Homework? What homework? This is often my older child’s response when I ask if he has any work to do after school. And I’ll confess it freaks me out a bit. We’ve just come from a U.S. school where there was homework every night, and a special project to work on at least once a quarter, in addition to daily homework. Most of the time, it wasn’t overwhelming, rather a steady flow of occassionally interesting, but usually boring, worksheet-driven tasks. As our old school has gotten more deeply involved with teaching “Common Core“, it seems that homework has increased for Zo’s former classmates, and I read that that seems to be the case for thousands of kids across the States. The general argument in favor of the increase is that there is a certain amount of material that needs to be taught in each grade, and it simply can’t all be done during the school day. Articles like this one, where a dad attempts to do his middle-schooler’s homework for a week and fails miserably, and others like this one, that make the case for less homework, paint a different picture, one where the homework that’s being assigned is not only excessive but counterproductive, and sometimes actually hurtful. Yet, I cringe a bit every time my son says he has nothing to do, or has homework that takes him all of 10 minutes to complete. I can see that, through school, his hobbies and life in general, his knowledge about the world, as well as his confidence about his place in it, keeps on growing, so you’d think that’d be enough for me to relax. Alas, I only partially succeed in being cool about it. The rest of the time, I make him spend time on Khan Academy practicing math skills, and plot other ways for him to exercise his brain without noticing!

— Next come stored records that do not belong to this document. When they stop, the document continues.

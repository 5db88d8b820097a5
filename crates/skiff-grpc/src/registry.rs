//! Registry of live sessions addressed by gateway-generated ids.

use std::collections::BTreeMap;
use std::fmt;
use std::sync::Arc;
use std::sync::atomic::{AtomicU64, Ordering};

use dashmap::DashMap;
use dashmap::mapref::entry::{Entry, VacantEntry};
use skiff::credential::location_host;
use skiff::{AdaptorError, Credential, Session};

use crate::error::{GatewayError, GatewayResult};

/// Parameters a session was created with.
#[derive(Debug, Clone, PartialEq, Eq, Hash)]
pub struct SessionRequest {
    /// Adaptor name
    pub adaptor: String,
    /// Back-end location
    pub location: String,
    /// Credential used to connect
    pub credential: Credential,
    /// Adaptor properties
    pub properties: BTreeMap<String, String>,
}

impl SessionRequest {
    /// User the session runs as at its location.
    pub fn principal(&self) -> String {
        self.credential
            .resolve(location_host(&self.location))
            .username()
    }
}

/// Kind of session a registry holds. Used in ids and messages.
#[derive(Debug, Clone, Copy, PartialEq, Eq)]
pub enum HandleKind {
    /// File system sessions
    FileSystem,
    /// Scheduler sessions
    Scheduler,
}

impl fmt::Display for HandleKind {
    fn fmt(&self, f: &mut fmt::Formatter<'_>) -> fmt::Result {
        match self {
            HandleKind::FileSystem => f.write_str("file system"),
            HandleKind::Scheduler => f.write_str("scheduler"),
        }
    }
}

struct Handle<S: ?Sized> {
    session: Arc<S>,
    request: SessionRequest,
}

/// Outcome of [`HandleRegistry::close_all`].
#[derive(Debug, Default)]
pub struct CloseReport {
    /// Number of sessions closed without error
    pub closed: usize,
    /// Sessions whose close failed, by id
    pub failures: Vec<(String, AdaptorError)>,
}

/// Concurrent map from handle id to live session.
///
/// Ids look like `adaptor://user@location#n`. The numeric suffix comes from a
/// counter, so closing a session and creating it again yields a new id. A
/// second session for a request identical to a live one is rejected with
/// `ALREADY_EXISTS`.
pub struct HandleRegistry<S: ?Sized> {
    kind: HandleKind,
    handles: DashMap<String, Handle<S>>,
    /// Request to the id of the live handle created from it
    live: DashMap<SessionRequest, String>,
    counter: AtomicU64,
}

impl<S: ?Sized> fmt::Debug for HandleRegistry<S> {
    fn fmt(&self, f: &mut fmt::Formatter<'_>) -> fmt::Result {
        f.debug_struct("HandleRegistry")
            .field("kind", &self.kind)
            .field("handles", &self.handles.len())
            .finish_non_exhaustive()
    }
}

impl<S: Session + ?Sized> HandleRegistry<S> {
    /// Create an empty registry.
    pub fn new(kind: HandleKind) -> Self {
        Self {
            kind,
            handles: DashMap::new(),
            live: DashMap::new(),
            counter: AtomicU64::new(0),
        }
    }

    /// Register `session`, created from `request`, and return its id.
    ///
    /// Fails with `ALREADY_EXISTS` if a live session was created from an
    /// identical request. The rejected session is closed.
    pub fn put(&self, request: SessionRequest, session: Arc<S>) -> GatewayResult<String> {
        match self.live.entry(request.clone()) {
            Entry::Occupied(existing) => {
                let id = existing.get().clone();
                drop(existing);
                if let Err(err) = session.close() {
                    tracing::warn!(%id, error = %err, "failed to close rejected duplicate session");
                }
                Err(GatewayError::already_exists(format!(
                    "{} {id} is already open for this request",
                    self.kind
                )))
            }
            Entry::Vacant(slot) => Ok(self.insert(slot, request, session)),
        }
    }

    /// Register `session` unless a live session was created from an identical
    /// request. In that case the live id is returned and `session` is left
    /// open, since the caller may share it with another owner.
    pub fn put_or_reuse(&self, request: SessionRequest, session: Arc<S>) -> String {
        match self.live.entry(request.clone()) {
            Entry::Occupied(existing) => existing.get().clone(),
            Entry::Vacant(slot) => self.insert(slot, request, session),
        }
    }

    fn insert(
        &self,
        slot: VacantEntry<'_, SessionRequest, String>,
        request: SessionRequest,
        session: Arc<S>,
    ) -> String {
        let n = self.counter.fetch_add(1, Ordering::Relaxed) + 1;
        let id = format!(
            "{}://{}@{}#{n}",
            request.adaptor,
            request.principal(),
            request.location
        );
        self.handles.insert(
            id.clone(),
            Handle { session, request },
        );
        slot.insert(id.clone());
        tracing::info!(%id, kind = %self.kind, "session registered");
        id
    }

    /// Session registered under `id`.
    pub fn get(&self, id: &str) -> GatewayResult<Arc<S>> {
        self.handles
            .get(id)
            .map(|h| Arc::clone(&h.session))
            .ok_or_else(|| self.not_found(id))
    }

    /// Request the session under `id` was created from.
    pub fn request(&self, id: &str) -> GatewayResult<SessionRequest> {
        self.handles
            .get(id)
            .map(|h| h.request.clone())
            .ok_or_else(|| self.not_found(id))
    }

    /// Id of the live session created from a request identical to `request`.
    pub fn find_live(&self, request: &SessionRequest) -> Option<String> {
        self.live.get(request).map(|id| id.clone())
    }

    /// Unregister `id` without closing the session. Unknown ids are ignored.
    pub fn remove(&self, id: &str) -> Option<(Arc<S>, SessionRequest)> {
        let (_, handle) = self.handles.remove(id)?;
        self.live
            .remove_if(&handle.request, |_, live_id| live_id == id);
        Some((handle.session, handle.request))
    }

    /// Unregister and close the session under `id`.
    pub fn close(&self, id: &str) -> GatewayResult<()> {
        let (session, _) = self.remove(id).ok_or_else(|| self.not_found(id))?;
        tracing::info!(%id, kind = %self.kind, "closing session");
        session.close().map_err(GatewayError::from)
    }

    /// Snapshot of every registered id with its request, sorted by id.
    pub fn list(&self) -> Vec<(String, SessionRequest)> {
        let mut entries: Vec<_> = self
            .handles
            .iter()
            .map(|h| (h.key().clone(), h.request.clone()))
            .collect();
        entries.sort_by(|a, b| a.0.cmp(&b.0));
        entries
    }

    /// Number of registered sessions.
    pub fn len(&self) -> usize {
        self.handles.len()
    }

    /// Whether no session is registered.
    pub fn is_empty(&self) -> bool {
        self.handles.is_empty()
    }

    /// Close every session and empty the registry.
    ///
    /// A failing close is recorded and the remaining sessions are still
    /// closed.
    pub fn close_all(&self) -> CloseReport {
        let mut report = CloseReport::default();
        let ids: Vec<String> = self.handles.iter().map(|h| h.key().clone()).collect();
        for id in ids {
            let Some((session, _)) = self.remove(&id) else {
                continue;
            };
            match session.close() {
                Ok(()) => report.closed += 1,
                Err(err) => {
                    tracing::warn!(%id, error = %err, "failed to close session");
                    report.failures.push((id, err));
                }
            }
        }
        report
    }

    fn not_found(&self, id: &str) -> GatewayError {
        GatewayError::not_found(format!("no such {}: {id}", self.kind))
    }
}

#[cfg(test)]
#[allow(clippy::unwrap_used)]
mod tests {
    use super::*;
    use crate::error::ErrorKind;
    use skiff::AdaptorResult;
    use std::sync::atomic::AtomicBool;

    #[derive(Debug, Default)]
    struct FakeSession {
        fail_close: bool,
        closed: AtomicBool,
        properties: BTreeMap<String, String>,
    }

    impl Session for FakeSession {
        fn adaptor_name(&self) -> &str {
            "fake"
        }

        fn location(&self) -> &str {
            "nowhere"
        }

        fn properties(&self) -> &BTreeMap<String, String> {
            &self.properties
        }

        fn is_open(&self) -> bool {
            !self.closed.load(Ordering::SeqCst)
        }

        fn close(&self) -> AdaptorResult<()> {
            self.closed.store(true, Ordering::SeqCst);
            if self.fail_close {
                Err(AdaptorError::backend("fake", "close failed"))
            } else {
                Ok(())
            }
        }
    }

    fn request(location: &str) -> SessionRequest {
        SessionRequest {
            adaptor: "fake".to_string(),
            location: location.to_string(),
            credential: Credential::Default {
                username: Some("alice".to_string()),
            },
            properties: BTreeMap::new(),
        }
    }

    #[test]
    fn test_put_get_roundtrip() {
        let registry = HandleRegistry::<FakeSession>::new(HandleKind::FileSystem);
        let session = Arc::new(FakeSession::default());
        let id = registry.put(request("host"), Arc::clone(&session)).unwrap();
        assert_eq!(id, "fake://alice@host#1");
        assert!(Arc::ptr_eq(&registry.get(&id).unwrap(), &session));
    }

    #[test]
    fn test_duplicate_live_request_rejected() {
        let registry = HandleRegistry::<FakeSession>::new(HandleKind::Scheduler);
        let id = registry
            .put(request("host"), Arc::new(FakeSession::default()))
            .unwrap();
        let duplicate = Arc::new(FakeSession::default());
        let err = registry
            .put(request("host"), Arc::clone(&duplicate))
            .unwrap_err();
        assert_eq!(err.kind, ErrorKind::AlreadyExists);
        assert!(err.message.contains(&id));
        assert!(!duplicate.is_open());
        assert_eq!(registry.len(), 1);
    }

    #[test]
    fn test_recreate_after_close_gets_new_id() {
        let registry = HandleRegistry::<FakeSession>::new(HandleKind::FileSystem);
        let first = registry
            .put(request("host"), Arc::new(FakeSession::default()))
            .unwrap();
        registry.close(&first).unwrap();
        let second = registry
            .put(request("host"), Arc::new(FakeSession::default()))
            .unwrap();
        assert_ne!(first, second);
        assert_eq!(registry.find_live(&request("host")), Some(second));
    }

    #[test]
    fn test_requests_differing_only_in_secret_are_distinct() {
        let registry = HandleRegistry::<FakeSession>::new(HandleKind::Scheduler);
        let with_password = |password: &str| SessionRequest {
            credential: Credential::Password {
                username: "alice".to_string(),
                password: password.to_string(),
            },
            ..request("host")
        };
        let first = registry
            .put(with_password("one"), Arc::new(FakeSession::default()))
            .unwrap();
        let second = registry
            .put(with_password("two"), Arc::new(FakeSession::default()))
            .unwrap();
        assert_ne!(first, second);
        assert_eq!(registry.find_live(&with_password("one")), Some(first.clone()));
        assert_eq!(registry.find_live(&with_password("two")), Some(second));
        assert_eq!(registry.find_live(&with_password("three")), None);

        registry.close(&first).unwrap();
        assert_eq!(registry.find_live(&with_password("one")), None);
    }

    #[test]
    fn test_put_or_reuse_keeps_shared_session_open() {
        let registry = HandleRegistry::<FakeSession>::new(HandleKind::FileSystem);
        let id = registry
            .put(request("host"), Arc::new(FakeSession::default()))
            .unwrap();
        let shared = Arc::new(FakeSession::default());
        assert_eq!(registry.put_or_reuse(request("host"), Arc::clone(&shared)), id);
        assert!(shared.is_open());
        assert_eq!(registry.len(), 1);
    }

    #[test]
    fn test_unknown_id_is_not_found_with_id() {
        let registry = HandleRegistry::<FakeSession>::new(HandleKind::FileSystem);
        let err = registry.get("fake://bob@x#9").unwrap_err();
        assert_eq!(err.kind, ErrorKind::NotFound);
        assert!(err.message.contains("fake://bob@x#9"));
        assert!(registry.close("fake://bob@x#9").is_err());
        assert!(registry.remove("fake://bob@x#9").is_none());
    }

    #[test]
    fn test_close_all_continues_past_failure() {
        let registry = HandleRegistry::<FakeSession>::new(HandleKind::FileSystem);
        let failing = Arc::new(FakeSession {
            fail_close: true,
            ..Default::default()
        });
        let healthy = Arc::new(FakeSession::default());
        registry.put(request("a"), Arc::clone(&failing)).unwrap();
        registry.put(request("b"), Arc::clone(&healthy)).unwrap();

        let report = registry.close_all();
        assert_eq!(report.closed, 1);
        assert_eq!(report.failures.len(), 1);
        assert!(!healthy.is_open());
        assert!(registry.is_empty());
    }

    #[test]
    fn test_list_is_sorted_snapshot() {
        let registry = HandleRegistry::<FakeSession>::new(HandleKind::FileSystem);
        registry
            .put(request("a"), Arc::new(FakeSession::default()))
            .unwrap();
        registry
            .put(request("b"), Arc::new(FakeSession::default()))
            .unwrap();
        let ids: Vec<String> = registry.list().into_iter().map(|(id, _)| id).collect();
        assert_eq!(ids, vec!["fake://alice@a#1", "fake://alice@b#2"]);
    }
}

For my younger child, who’s in second grade, things have been seemingly more balanced. She has weekly homework, which she tackles enthusiastically, probably because most of it is very thoughtful. It usually includes reading a book of her choice and responding to a question about it, and doing an exercise having to do with her particular unit of inquiry that month. (For example, this month is about buildings, their design, construction and impact on people.) The unit homework is usually connected to the real world, which makes it much more fascinating to a seven-year-old. But if they could just a do a bit more math… I guess that’s the rub. There’s always more that could be done. What I’m learning (albeit slowly) is that I’m much more concerned with the quality of my kids homework, having it be relevant and interesting work, than with the quantity (same goes for their classes!) At the moment, I’ll take a little quality work, over a ton that’s of varying quality or worse yet, just mindless. I can always devise a little challenge here or there!
How’s homework going at your house? What’s working for you? Or what’s not working that you wish you could change?